El bien y el
mal están siempre dentro del hombre. No proceden de afuera hacia adentro, sino
de adentro hacia afuera. Todo hombre es poseedor de una varita mágica, capaz de
transformar todo lo que toca en oro y bendición. Porque, si es verdad que en la
mente humana se fraguan los enemigos, también lo es que la mente del hombre es
el hontanar de todo bien y todo amor.
Todo lo que resistimos mentalmente lo
convertimos en enemigo. Si no me gustan estas manos, ellas son mis enemigas. Si
no me gusta esta nariz, estos dientes, este color, esta estatura..., se
convierten en mis enemigos, despiertan en mí los mismos sentimientos de repulsa
que un verdadero enemigo. Y así, te esfuerzas por no aparecer en público,
ocultas tus manos...; en suma, te tratas a ti mismo como si fueras enemigo de
ti mismo, humillándote, avergonzándote. Y avergonzarse de sí mismo es lo mismo
que autocastigarse.
Muy en lo hondo de todos estos
sentimientos palpitan un sinnúmero de fatuidades, actitudes narcisistas,
truncadas escalas de valores, megalomanías y otras mil hijas de la vanidad;
todo lo cual lo analizaremos más adelante. Por el momento, es suficiente con
que caigamos en la cuenta de cómo y dónde se forjan nuestros enemigos.
Si tu vecino te desagrada, lo
transformas en un enemigo. El problema no está en él, sino en ti. Y cuanto más
lo resistas, más lo sentirás como enemigo. La enemistad crece en la medida que
aumenta la repulsa de tu corazón.
Si no te gusta este día triste y
oscuro, este día es tu enemigo. Si te molesta la tos de quien está a tu lado,
la voz de un vecino, la manera de caminar de aquél, la mirada del otro, este
ruido, aquella temperatura, esta actitud, aquella reacción..., tu alma acaba
convirtiéndose en una ciudadela rodeada de enemigos por todas partes.
Y entonces millares de seres pueden
ir despertando en ti sentimientos hostiles, reacciones agresivas y airadas. Las
realidades, en tu entorno, son tal como son; y si tú las dejaras ser como son,
todas ellas serían tus amigas. Pero los dardos parten de tus propias almenas.

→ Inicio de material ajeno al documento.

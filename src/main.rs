//! TwinMotor: host simulation entry point.
//!
//! Runs the full input pipeline against simulated peripherals:
//!
//! ```text
//! ┌──────────────┐  ButtonEdge  ┌──────────────┐  ButtonPress  ┌──────────────┐
//! │ edge replay  │─────────────▶│  EdgeQueue   │──────────────▶│  AppService  │
//! │ (ISR thread) │   bounces    │  (bounded)   │   debounced   │  (consumer)  │
//! └──────────────┘              └──────────────┘               └──────┬───────┘
//!                                                                      │ MotorPort
//!                                               SimPwm · SimPin ◀──────┘
//! ```
//!
//! Usage: `twinmotor-sim [config.json]`.  Log level via `RUST_LOG`.

#![deny(unused_must_use)]

use std::thread;
use std::time::Duration;

use anyhow::{Context, Result, anyhow};
use log::{info, warn};
use tracing_subscriber::EnvFilter;
use tracing_subscriber::filter::LevelFilter;

use twinmotor::adapters::hardware::HardwareAdapter;
use twinmotor::adapters::log_sink::LogEventSink;
use twinmotor::adapters::sim_gpio::{SimPin, probe_pattern};
use twinmotor::adapters::sim_pwm::SimPwm;
use twinmotor::adapters::time::MonotonicClock;
use twinmotor::app::service::AppService;
use twinmotor::config::SystemConfig;
use twinmotor::drivers::button::EdgeDebouncer;
use twinmotor::drivers::pwm::PwmChannel;
use twinmotor::events::{ButtonId, EdgeQueue, on_falling_edge};
use twinmotor::pins::{
    DIRECTION_BUTTON_PIN, HBRIDGE_LINES, PWM_A_PIN, PWM_B_PIN, SPEED_BUTTON_PIN, STATUS_LEDS,
};

/// Shared between the edge producer and the control loop.
static EDGES: EdgeQueue = EdgeQueue::new();

/// Control loop pass interval.
const POLL_INTERVAL: Duration = Duration::from_millis(5);

/// Gap between scripted presses.
const PRESS_GAP_MS: u64 = 400;

/// Contact bounce after each press edge (ms offsets).
const BOUNCE_OFFSETS_MS: [u64; 3] = [0, 2, 5];

/// Two speed steps, a reversal and back, a full wrap to brake, a
/// direction press while braked, then a restart.
const DEMO_SCRIPT: [ButtonId; 10] = [
    ButtonId::Speed,
    ButtonId::Speed,
    ButtonId::Direction,
    ButtonId::Direction,
    ButtonId::Speed,
    ButtonId::Speed,
    ButtonId::Speed,
    ButtonId::Direction,
    ButtonId::Speed,
    ButtonId::Direction,
];

fn main() -> Result<()> {
    tracing_subscriber::fmt()
        .with_env_filter(
            EnvFilter::builder()
                .with_default_directive(LevelFilter::INFO.into())
                .from_env_lossy(),
        )
        .init();

    info!("TwinMotor sim v{}", env!("CARGO_PKG_VERSION"));

    // ── 1. Configuration ──────────────────────────────────────
    let config = match std::env::args().nth(1) {
        Some(path) => load_config(&path)?,
        None => SystemConfig::default(),
    };
    let period = config.period()?;
    info!(
        "clock {} Hz / {} -> {} Hz PWM, period {} ticks, debounce {} ms",
        config.bus_clock_hz, config.pwm_clock_divider, config.pwm_frequency_hz, period, config.debounce_ms
    );

    // ── 2. Outputs ────────────────────────────────────────────
    info!(
        "pins: PWM A=PB{} B=PB{}, H-bridge PB0-3, LEDs PF1-3, speed=PF{} direction=PF{}",
        PWM_A_PIN, PWM_B_PIN, SPEED_BUTTON_PIN, DIRECTION_BUTTON_PIN
    );
    let bridge_pins: [SimPin; HBRIDGE_LINES] = core::array::from_fn(|_| SimPin::new());
    let bridge_probes: Vec<_> = bridge_pins.iter().map(SimPin::probe).collect();
    let led_pins: [SimPin; STATUS_LEDS] = core::array::from_fn(|_| SimPin::new());

    let mut hw = HardwareAdapter::init(SimPwm::new(), period, bridge_pins, led_pins)?;
    let mut sink = LogEventSink::new();
    let mut app = AppService::new(&config)?;
    app.start(&mut hw, &mut sink)?;

    // ── 3. Edge producer ("ISR") ──────────────────────────────
    let clock = MonotonicClock::new();
    let producer = thread::spawn(move || replay(&DEMO_SCRIPT, clock));

    // ── 4. Control loop ───────────────────────────────────────
    let mut debouncer = EdgeDebouncer::new(config.debounce_ms);
    loop {
        let presses = debouncer.service(&EDGES);
        app.handle_presses(&presses, &mut hw, &mut sink)?;
        app.poll(clock.uptime_ms(), &mut hw, &mut sink)?;

        if producer.is_finished() && EDGES.is_empty() && app.pending_reversal().is_none() {
            break;
        }
        thread::sleep(POLL_INTERVAL);
    }
    producer.join().map_err(|_| anyhow!("edge producer panicked"))?;

    // ── 5. Report ─────────────────────────────────────────────
    if EDGES.dropped() > 0 {
        warn!("{} edges dropped on a full queue", EDGES.dropped());
    }
    let snap = app.snapshot();
    info!(
        "final: {:?} level {} duty {}/{} ({}%), {} presses, {} bounces rejected",
        snap.direction,
        snap.level,
        snap.duty,
        snap.period,
        snap.duty_percent(),
        app.commands_handled(),
        debouncer.rejected()
    );
    for channel in PwmChannel::ALL {
        info!(
            "channel {:?}: {:?}, {} high ticks per cycle",
            channel,
            hw.pwm().output(channel),
            hw.pwm().peripheral().high_ticks(channel)
        );
    }
    info!(
        "H-bridge IN1-4 = 0b{:04b}, LEDs = 0x{:02X}",
        probe_pattern(&bridge_probes),
        hw.leds().current()
    );
    Ok(())
}

fn load_config(path: &str) -> Result<SystemConfig> {
    let text = std::fs::read_to_string(path).with_context(|| format!("reading {path}"))?;
    let config = SystemConfig::from_json(&text).with_context(|| format!("parsing {path}"))?;
    info!("config loaded from {path}");
    Ok(config)
}

/// Play `script` as falling edges with contact bounce.
fn replay(script: &[ButtonId], clock: MonotonicClock) {
    for &button in script {
        thread::sleep(Duration::from_millis(PRESS_GAP_MS));
        let mut last = 0;
        for offset in BOUNCE_OFFSETS_MS {
            thread::sleep(Duration::from_millis(offset - last));
            last = offset;
            on_falling_edge(&EDGES, button, clock.uptime_ms());
        }
    }
}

Y aquí comienza a vislumbrarse uno
de los grandes capítulos de salvación, que ofreceremos más adelante:
dejar que las cosas sean lo que son; contemplar y considerar como
buenas todas las cosas.
* * *
En toda reacción humana hay que
distinguir dos elementos: el agente exterior (estímulo) y el impacto. Un
agente exterior, estridente y violento, golpea en un mar de armonía, y no pasa
nada, no se produce herida alguna. Normalmente, el impacto es proporcional al
estímulo; pero la cuantía del impacto puede depender también del receptor.
Por ejemplo, los defectos
congénitos de personalidad aumentan en la medida en que aumenta el estado
nervioso de la persona. Un tipo rencoroso lo es mucho más cuando está
especialmente irritado. Un temperamento irascible se coloca al borde de la locura
cuando enfrenta una crisis de nervios. En los momentos de agudo nerviosismo,
una personalidad hipersensible es capaz de convenir las agujas en espadas.
El impacto depende, por
consiguiente, no sólo de una estructura determinada de personalidad, sino también
de los estados de ánimo.
Más aún, yo diría que el fenómeno de
las tensiones, disgustos, furias, depresiones... no depende tanto de los
agentes exteriores como de la debilidad o blandura del sujeto receptor. Porque,
en último término, los agentes exteriores estimulan o impactan en la medida de
la blandura de la materia receptora.
Ningún estímulo exterior, ni aun el
más violento, puede herir a quien se esfuerza por temperar su carácter,
transformar su corazón en un acogedor regazo, habituarse al autocontrol,
serenar su sistema nervioso, entrenarse en la concentración y la meditación,
avanzar, en fin, lenta pero firmemente hacia la tranquilidad mental y la paz.